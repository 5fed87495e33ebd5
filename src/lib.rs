//! Extraction of Blu-ray PGS (`.sup`) subtitles.
//!
//! A stream is parsed into [`Packet`]s, the bitmaps carried by object
//! definitions are decompressed into [`Pixmap`]s, window definitions are
//! paired into display intervals and, given a [`TextRecognizer`], the whole
//! thing becomes a list of SRT entries.
//!
//! ```no_run
//! use pgs_srt::{build_pixmaps, decode_file, pair_subtitle_intervals};
//!
//! let packets = decode_file("subs.sup")?;
//! let pixmaps = build_pixmaps(&packets)?;
//! let intervals = pair_subtitle_intervals(&packets);
//! for (pm, iv) in pixmaps.iter().zip(&intervals) {
//!     println!("{}x{} shown {:.0}-{:.0} ms", pm.width, pm.height, iv.start_ms, iv.end_ms);
//! }
//! # Ok::<(), pgs_srt::Error>(())
//! ```

#[macro_use]
extern crate derivative;

pub mod config;
pub mod error;
pub mod ocr;
pub mod parser;
pub mod pipeline;
pub mod srt;

pub use crate::config::Config;
pub use crate::error::{Error, Result};
pub use crate::ocr::TextRecognizer;
pub use crate::parser::renderer::{decode, decode_with, Pixmap, RunLength};
pub use crate::parser::types::{Packet, Segment, SegmentType, Timestamp};
pub use crate::parser::{parse_stream, read_stream};
pub use crate::pipeline::{
    build_pixmaps, decode_file, object_compositions, pair_subtitle_intervals, transcribe, Decoded,
    Interval, Observer, Pipeline, PngDumper,
};
pub use crate::srt::SubtitleEntry;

|---|

Exercise description =
From the entries above, list each line with "TextRecognizer" in it.

Expected answer =
//! paired into display intervals and, given a [`TextRecognizer`], the whole
pub use crate::ocr::TextRecognizer;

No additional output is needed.